We arrived in South Africa on January 19th 2011 and now approaching our 2nd anniversary, all the family have been to visit, friends have been out and we’ve had several trips back to the UK to visit everyone.
I didn’t realise how hard things would be, I knew things would be done differently, just didn’t know how and I’m still making sense of most things. There was little (no) support from the company and we (I) were left to our own devices to everything from register a SIM card to enable me to phone an agent, to view a property, to have proof of residency to be able to register the SIM card. Plus bank accounts, buy a car, furniture, fight with customs to release our container.
On reflection I’ve had fun, I’ve gained a lot of knowledge and experience, both positive and negative that will stay with me for the rest of my life, but this is where the depression has crept in, well not so much as crept in but hit me smack bang in the face.

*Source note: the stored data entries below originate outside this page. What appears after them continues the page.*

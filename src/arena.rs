use crate::config;
use crate::error::ArenaError;

// Represents the game arena: a fixed rectangle, immutable once a match starts
#[derive(Debug, Clone, Copy, PartialEq, Eq)]
pub struct Arena {
    width: u32,
    height: u32,
}

impl Arena {
    pub fn new(width: u32, height: u32) -> Result<Self, ArenaError> {
        if width == 0 || height == 0 {
            return Err(ArenaError::ZeroDimension { width, height });
        }
        Ok(Arena { width, height })
    }

    pub fn width(&self) -> u32 {
        self.width
    }

    pub fn height(&self) -> u32 {
        self.height
    }

    pub fn dimensions(&self) -> (u32, u32) {
        (self.width, self.height)
    }

    /// Clamps a point into the drivable area, [1, dimension - 1] on each axis.
    /// Returns the clamped point and whether any axis had to be clamped.
    pub fn clamp_point(&self, x: f32, y: f32) -> (f32, f32, bool) {
        let max_x = (self.width as f32 - config::WALL_CLEARANCE).max(config::WALL_CLEARANCE);
        let max_y = (self.height as f32 - config::WALL_CLEARANCE).max(config::WALL_CLEARANCE);
        let cx = x.clamp(config::WALL_CLEARANCE, max_x);
        let cy = y.clamp(config::WALL_CLEARANCE, max_y);
        (cx, cy, cx != x || cy != y)
    }
}

impl Default for Arena {
    fn default() -> Self {
        Arena {
            width: config::DEFAULT_ARENA_WIDTH,
            height: config::DEFAULT_ARENA_HEIGHT,
        }
    }
}

#[cfg(test)]
mod tests {
    use super::*;

    #[test]
    fn test_rejects_zero_dimensions() {
        assert_eq!(
            Arena::new(0, 10),
            Err(ArenaError::ZeroDimension { width: 0, height: 10 })
        );
        assert!(Arena::new(10, 0).is_err());
        assert!(Arena::new(1, 1).is_ok());
    }

    #[test]
    fn test_clamp_point() {
        let arena = Arena::new(100, 50).unwrap();
        assert_eq!(arena.clamp_point(50.0, 25.0), (50.0, 25.0, false));
        assert_eq!(arena.clamp_point(100.5, 25.0), (99.0, 25.0, true));
        assert_eq!(arena.clamp_point(0.2, -3.0), (1.0, 1.0, true));
        assert_eq!(arena.clamp_point(1.0, 49.0), (1.0, 49.0, false));
    }
}
//! Shared-library robots.
//!
//! Robots built as separate libraries talk to the host through versioned C
//! function tables ([`abi`]). The host wraps a loaded robot in
//! [`PluginRobot`], which implements [`Robot`](crate::robot::Robot) like any
//! in-process robot. Library authors use [`export_robot!`](crate::export_robot).

pub mod abi;
pub mod guest;
mod host;

pub use host::PluginRobot;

When all the family and friends came to visit, they were on holiday, I wasn’t and am still unable to work here, but I have volunteer work and I keep having to interrupt it to entertain, when I’ve been to the UK, I’m still expected to entertain and move round from house to house trying to see everyone in such a short time, then I arrive back home and I’m on my own again.
We’ve had emergency dashes back to the UK when my dad had a heart attack, attending two family funerals and been at the end of the phone when my sister nearly died in Childbirth and when her step son was crushed by a wall at school (he survived but it was touch and go for a while) and I’ve felt guilty, for not being there, a self imposed guilt.

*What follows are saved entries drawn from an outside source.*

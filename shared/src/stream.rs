//! Message exchange over TCP using length-prefixed frames.

use std::io::{self, Read, Write};
use std::net::{SocketAddr, TcpListener, TcpStream};

use tracing::{debug, info, instrument};

use crate::codec::{self, HEADER_LEN};
use crate::console::{Console, Incoming};
use crate::error::ChatError;
use crate::session::Termination;
use crate::turn::{Turn, TurnTracker};

// Payload is pulled in pieces of at most this size, so a bogus length
// header cannot make us allocate gigabytes before any data shows up.
const READ_CHUNK: usize = 8 * 1024;

/// One end of an established stream session.
///
/// The channel owns the underlying stream; closing it (explicitly or by
/// dropping) releases the connection.
pub struct StreamChannel<S = TcpStream> {
    inner: Option<S>,
    peer: SocketAddr,
    turns: TurnTracker,
}

impl<S: Read + Write> StreamChannel<S> {
    /// A channel that waits for the peer to speak first.
    pub fn server(stream: S, peer: SocketAddr) -> Self {
        Self::new(stream, peer, Turn::Receive)
    }

    /// A channel that speaks first.
    pub fn client(stream: S, peer: SocketAddr) -> Self {
        Self::new(stream, peer, Turn::Send)
    }

    fn new(stream: S, peer: SocketAddr, first: Turn) -> Self {
        StreamChannel {
            inner: Some(stream),
            peer,
            turns: TurnTracker::new(first),
        }
    }

    pub fn peer(&self) -> SocketAddr {
        self.peer
    }

    pub fn is_closed(&self) -> bool {
        self.inner.is_none()
    }

    /// Reads exactly `n` bytes, or fails with [`ChatError::PeerClosed`] if
    /// the stream ends first. Never hands back a short buffer.
    pub fn read_exact(&mut self, n: usize) -> Result<Vec<u8>, ChatError> {
        let stream = self.inner.as_mut().ok_or(ChatError::Closed)?;

        let mut data = Vec::with_capacity(n.min(READ_CHUNK));
        let mut chunk = [0u8; READ_CHUNK];
        while data.len() < n {
            let want = (n - data.len()).min(READ_CHUNK);
            match stream.read(&mut chunk[..want]) {
                Ok(0) => return Err(ChatError::PeerClosed),
                Ok(got) => data.extend_from_slice(&chunk[..got]),
                Err(e) if e.kind() == io::ErrorKind::Interrupted => continue,
                Err(e) => return Err(ChatError::from_stream_io(e)),
            }
        }
        Ok(data)
    }

    /// Receives one framed message.
    pub fn receive_message(&mut self) -> Result<Vec<u8>, ChatError> {
        self.turns.check(Turn::Receive)?;

        let header = self.read_exact(HEADER_LEN)?;
        let mut len_bytes = [0u8; HEADER_LEN];
        len_bytes.copy_from_slice(&header);
        let len = codec::decode_header(len_bytes) as usize;
        debug!("Frame header from {} announces {} bytes", self.peer, len);

        let payload = self.read_exact(len)?;
        self.turns.complete();
        Ok(payload)
    }

    /// Receives one framed message and checks that it is text.
    pub fn receive_text(&mut self) -> Result<String, ChatError> {
        let payload = self.receive_message()?;
        String::from_utf8(payload)
            .map_err(|e| ChatError::Framing(format!("payload is not UTF-8: {}", e)))
    }

    /// Sends one framed message. The whole frame is written and flushed
    /// before this returns.
    pub fn send_message(&mut self, message: &[u8]) -> Result<(), ChatError> {
        self.turns.check(Turn::Send)?;
        let frame = codec::encode(message)?;

        let stream = self.inner.as_mut().ok_or(ChatError::Closed)?;
        stream.write_all(&frame).map_err(ChatError::from_stream_io)?;
        stream.flush().map_err(ChatError::from_stream_io)?;

        self.turns.complete();
        Ok(())
    }

    /// Releases the connection. Safe to call any number of times.
    pub fn close(&mut self) {
        if self.inner.take().is_some() {
            debug!("Closed stream to {}", self.peer);
        }
    }
}

/// Listens for the single client a stream server will talk to.
pub struct StreamServer {
    listener: TcpListener,
}

impl StreamServer {
    pub fn bind(addr: SocketAddr) -> Result<Self, ChatError> {
        let listener = TcpListener::bind(addr)?;
        Ok(StreamServer { listener })
    }

    pub fn local_addr(&self) -> Result<SocketAddr, ChatError> {
        Ok(self.listener.local_addr()?)
    }

    /// Accepts one connection and stops listening.
    pub fn accept(self) -> Result<StreamChannel, ChatError> {
        let (stream, peer) = self.listener.accept()?;
        Ok(StreamChannel::server(stream, peer))
    }
}

pub fn connect(addr: SocketAddr) -> Result<StreamChannel, ChatError> {
    let stream = TcpStream::connect(addr)?;
    Ok(StreamChannel::client(stream, addr))
}

/// Server side of a stream session: receive, show, reply, repeat.
#[instrument(skip_all, fields(peer = %channel.peer()))]
pub fn serve<S: Read + Write, C: Console>(mut channel: StreamChannel<S>, console: &mut C) -> Termination {
    let termination = loop {
        let text = match channel.receive_text() {
            Ok(text) => text,
            Err(e) => break Termination::from_error(e),
        };
        console.incoming(&Incoming {
            from: channel.peer(),
            text,
        });

        let Some(reply) = console.outgoing() else {
            break Termination::Finished;
        };
        if let Err(e) = channel.send_message(reply.as_bytes()) {
            break Termination::from_error(e);
        }
    };

    channel.close();
    if let Termination::PeerClosed(e) = &termination {
        info!("Client disconnected: {}", e);
    }
    termination
}

/// Client side of a stream session: send, wait for the reply, show, repeat.
#[instrument(skip_all, fields(peer = %channel.peer()))]
pub fn converse<S: Read + Write, C: Console>(mut channel: StreamChannel<S>, console: &mut C) -> Termination {
    let termination = loop {
        let Some(text) = console.outgoing() else {
            break Termination::Finished;
        };
        if let Err(e) = channel.send_message(text.as_bytes()) {
            break Termination::from_error(e);
        }

        match channel.receive_text() {
            Ok(reply) => console.incoming(&Incoming {
                from: channel.peer(),
                text: reply,
            }),
            Err(e) => break Termination::from_error(e),
        }
    };

    channel.close();
    termination
}

#[cfg(test)]
mod tests {
    use super::*;
    use crate::console::ScriptedConsole;
    use std::collections::VecDeque;

    /// In-memory stream that hands out at most `max_read` bytes per read.
    struct Trickle {
        input: VecDeque<u8>,
        max_read: usize,
        output: Vec<u8>,
    }

    impl Trickle {
        fn new(input: &[u8], max_read: usize) -> Self {
            Trickle {
                input: input.iter().copied().collect(),
                max_read,
                output: Vec::new(),
            }
        }
    }

    impl Read for Trickle {
        fn read(&mut self, buf: &mut [u8]) -> io::Result<usize> {
            let n = buf.len().min(self.max_read).min(self.input.len());
            for slot in buf.iter_mut().take(n) {
                *slot = self.input.pop_front().unwrap();
            }
            Ok(n)
        }
    }

    impl Write for Trickle {
        fn write(&mut self, buf: &[u8]) -> io::Result<usize> {
            self.output.extend_from_slice(buf);
            Ok(buf.len())
        }

        fn flush(&mut self) -> io::Result<()> {
            Ok(())
        }
    }

    fn peer() -> SocketAddr {
        "127.0.0.1:5555".parse().unwrap()
    }

    #[test]
    fn test_read_exact_collects_byte_by_byte() {
        let mut channel = StreamChannel::server(Trickle::new(b"abcdef", 1), peer());
        assert_eq!(channel.read_exact(4).unwrap(), b"abcd");
        assert_eq!(channel.read_exact(2).unwrap(), b"ef");
    }

    #[test]
    fn test_read_exact_fails_on_short_stream() {
        let mut channel = StreamChannel::server(Trickle::new(b"abc", 2), peer());
        assert!(matches!(channel.read_exact(4), Err(ChatError::PeerClosed)));
    }

    #[test]
    fn test_read_exact_zero_bytes_needs_no_data() {
        let mut channel = StreamChannel::server(Trickle::new(b"", 1), peer());
        assert!(channel.read_exact(0).unwrap().is_empty());
    }

    #[test]
    fn test_receive_message_across_fragments() {
        let frame = codec::encode(b"hello").unwrap();
        let mut channel = StreamChannel::server(Trickle::new(&frame, 3), peer());
        assert_eq!(channel.receive_text().unwrap(), "hello");
    }

    #[test]
    fn test_truncated_header_is_peer_closed() {
        let mut channel = StreamChannel::server(Trickle::new(&[0, 0], 8), peer());
        assert!(matches!(channel.receive_message(), Err(ChatError::PeerClosed)));
    }

    #[test]
    fn test_truncated_payload_is_peer_closed() {
        let mut channel = StreamChannel::server(Trickle::new(&[0, 0, 0, 9, b'h', b'i'], 8), peer());
        assert!(matches!(channel.receive_message(), Err(ChatError::PeerClosed)));
    }

    #[test]
    fn test_invalid_utf8_is_framing_error() {
        let frame = codec::encode(&[0xff, 0xfe]).unwrap();
        let mut channel = StreamChannel::server(Trickle::new(&frame, 8), peer());
        assert!(matches!(channel.receive_text(), Err(ChatError::Framing(_))));
    }

    #[test]
    fn test_send_writes_whole_frame() {
        let mut channel = StreamChannel::client(Trickle::new(b"", 8), peer());
        channel.send_message(b"hi").unwrap();
        assert_eq!(channel.inner.as_ref().unwrap().output, vec![0, 0, 0, 2, b'h', b'i']);
    }

    #[test]
    fn test_server_cannot_send_before_receiving() {
        let mut channel = StreamChannel::server(Trickle::new(b"", 8), peer());
        assert!(matches!(channel.send_message(b"hi"), Err(ChatError::OutOfTurn { .. })));
        assert!(channel.inner.as_ref().unwrap().output.is_empty());
    }

    #[test]
    fn test_client_cannot_send_twice() {
        let mut channel = StreamChannel::client(Trickle::new(b"", 8), peer());
        channel.send_message(b"one").unwrap();
        assert!(matches!(channel.send_message(b"two"), Err(ChatError::OutOfTurn { .. })));
    }

    #[test]
    fn test_close_is_idempotent() {
        let mut channel = StreamChannel::client(Trickle::new(b"", 8), peer());
        channel.close();
        channel.close();
        assert!(channel.is_closed());
        assert!(matches!(channel.send_message(b"x"), Err(ChatError::Closed)));
        assert!(matches!(channel.read_exact(1), Err(ChatError::Closed)));
    }

    #[test]
    fn test_serve_replies_then_sees_peer_leave() {
        let mut input = codec::encode(b"hello").unwrap();
        input.extend(codec::encode(b"again").unwrap());
        let channel = StreamChannel::server(Trickle::new(&input, 64), peer());
        let mut console = ScriptedConsole::new(["hi", "bye"]);

        let termination = serve(channel, &mut console);

        assert!(matches!(termination, Termination::PeerClosed(ChatError::PeerClosed)));
        assert_eq!(console.received_texts(), vec!["hello", "again"]);
    }

    #[test]
    fn test_converse_finishes_when_console_runs_dry() {
        let input = codec::encode(b"hi").unwrap();
        let channel = StreamChannel::client(Trickle::new(&input, 64), peer());
        let mut console = ScriptedConsole::new(["hello"]);

        let termination = converse(channel, &mut console);

        assert!(matches!(termination, Termination::Finished));
        assert_eq!(console.received_texts(), vec!["hi"]);
    }
}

I’ve also felt neglected, our life sounds so glam, fun, exciting especially when I post endless photos of our Safaris and trips on face book and no one wants to tell me about their ‘boring’ lives, but that’s what I want/need to hear, to know I’ve not been forgotten, that I matter to others.
We’ve not had an awful lot of support here, either from the company or from our family, they will disagree, and maybe they’re right. No one flew out to us when after 8 days of arriving our eldest son was rushed to hospital with a collapsed lung, or when the youngest had to have surgery to repair a broken arm or when I had surgery on my neck. We’ve never had medical aid before, it wasn’t set up on our arrival and it cost us a fortune, everyone laughs at my little antidotes, despite us being all serious, upset and often in tears when I call ‘home’
It took me 39 years to become who I was, to form my identity. A daughter, mother, wife, career woman, student. 2 year down the line I’m still trying to discover who the new me really is.
For the first time ever I am lonely, I am alone, I am a little bit lost and I don’t know how to change things. Talking to many, many expats this week I’ve been made aware that this is actually the new me, life will never be the same, even if I do return ‘home’
So today I’m making changes, I’m still depressed/sad/lonely, but I’m bucking myself up (family advice they seem to think it will work and be easy, after all they have their own set of problems)
I’ve torn up my to do list that I’ve been adding to and decided to get on with the important stuff, like finding a new gardener and accepting it will be more like care in the community and accept that after a whole days work and a days’ pay that the garden will still look like it needs doing and the gardener goes home with a full belly, money in his pockets and no doubt something he’s seen lying around and needs and I’ve done my good deed for the day.